Stored dataset items

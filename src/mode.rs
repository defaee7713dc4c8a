//! Game mode and bot difficulty selection.

use serde::{Deserialize, Serialize};

/// Game mode - who is the opponent?
///
/// On the wire: `"human"` or `"ai"`.
#[derive(Debug, Clone, Copy, PartialEq, Eq, Hash, Default, Serialize, Deserialize)]
pub enum GameMode {
    /// Two people sharing the board; marks alternate.
    #[default]
    #[serde(rename = "human")]
    HumanVsHuman,
    /// The human plays X against the automated opponent's O.
    #[serde(rename = "ai")]
    HumanVsAutomated,
}

impl GameMode {
    /// Returns display name.
    pub fn name(self) -> &'static str {
        match self {
            GameMode::HumanVsHuman => "Vs Friend",
            GameMode::HumanVsAutomated => "Vs Bot",
        }
    }

    /// Whether the opponent is automated.
    pub fn is_automated(self) -> bool {
        matches!(self, GameMode::HumanVsAutomated)
    }

    /// Switches to the other mode.
    pub fn toggle(self) -> Self {
        match self {
            GameMode::HumanVsHuman => GameMode::HumanVsAutomated,
            GameMode::HumanVsAutomated => GameMode::HumanVsHuman,
        }
    }
}

/// Strength hint for the automated opponent. Only meaningful in
/// [`GameMode::HumanVsAutomated`].
///
/// The level is forwarded to the remote service as `level`; how it plays is
/// up to that service. The local referee ignores it.
#[derive(
    Debug,
    Clone,
    Copy,
    PartialEq,
    Eq,
    Hash,
    Default,
    Serialize,
    Deserialize,
    strum::Display,
    strum::EnumString,
    strum::EnumIter,
)]
#[serde(rename_all = "lowercase")]
#[strum(serialize_all = "lowercase", ascii_case_insensitive)]
pub enum Difficulty {
    /// Weakest level requested from the service.
    Easy,
    /// Middle level requested from the service.
    Medium,
    /// Strongest level requested from the service.
    #[default]
    Hard,
}

impl Difficulty {
    /// Next difficulty, wrapping from hard to easy.
    pub fn cycle(self) -> Self {
        match self {
            Difficulty::Easy => Difficulty::Medium,
            Difficulty::Medium => Difficulty::Hard,
            Difficulty::Hard => Difficulty::Easy,
        }
    }
}

#[cfg(test)]
mod tests {
    use super::*;
    use std::str::FromStr;

    #[test]
    fn test_mode_wire_names() {
        assert_eq!(
            serde_json::to_string(&GameMode::HumanVsAutomated).unwrap(),
            r#""ai""#
        );
        let mode: GameMode = serde_json::from_str(r#""human""#).unwrap();
        assert_eq!(mode, GameMode::HumanVsHuman);
    }

    #[test]
    fn test_difficulty_parses_case_insensitively() {
        assert_eq!(Difficulty::from_str("Medium").unwrap(), Difficulty::Medium);
        assert!(Difficulty::from_str("impossible").is_err());
        assert_eq!(Difficulty::Hard.to_string(), "hard");
    }

    #[test]
    fn test_difficulty_cycle_wraps() {
        assert_eq!(Difficulty::Hard.cycle(), Difficulty::Easy);
    }
}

PROBLEM DETAILS | Please reproduce the closing stretch of the records, from the line with "Middle level requested from the service." through the last line, exactly as it stands.

RESPONSE TO THIS TASK |
    /// Middle level requested from the service.
    Medium,
    /// Strongest level requested from the service.
    #[default]
    Hard,
}

impl Difficulty {
    /// Next difficulty, wrapping from hard to easy.
    pub fn cycle(self) -> Self {
        match self {
            Difficulty::Easy => Difficulty::Medium,
            Difficulty::Medium => Difficulty::Hard,
            Difficulty::Hard => Difficulty::Easy,
        }
    }
}

#[cfg(test)]
mod tests {
    use super::*;
    use std::str::FromStr;

    #[test]
    fn test_mode_wire_names() {
        assert_eq!(
            serde_json::to_string(&GameMode::HumanVsAutomated).unwrap(),
            r#""ai""#
        );
        let mode: GameMode = serde_json::from_str(r#""human""#).unwrap();
        assert_eq!(mode, GameMode::HumanVsHuman);
    }

    #[test]
    fn test_difficulty_parses_case_insensitively() {
        assert_eq!(Difficulty::from_str("Medium").unwrap(), Difficulty::Medium);
        assert!(Difficulty::from_str("impossible").is_err());
        assert_eq!(Difficulty::Hard.to_string(), "hard");
    }

    #[test]
    fn test_difficulty_cycle_wraps() {
        assert_eq!(Difficulty::Hard.cycle(), Difficulty::Easy);
    }
}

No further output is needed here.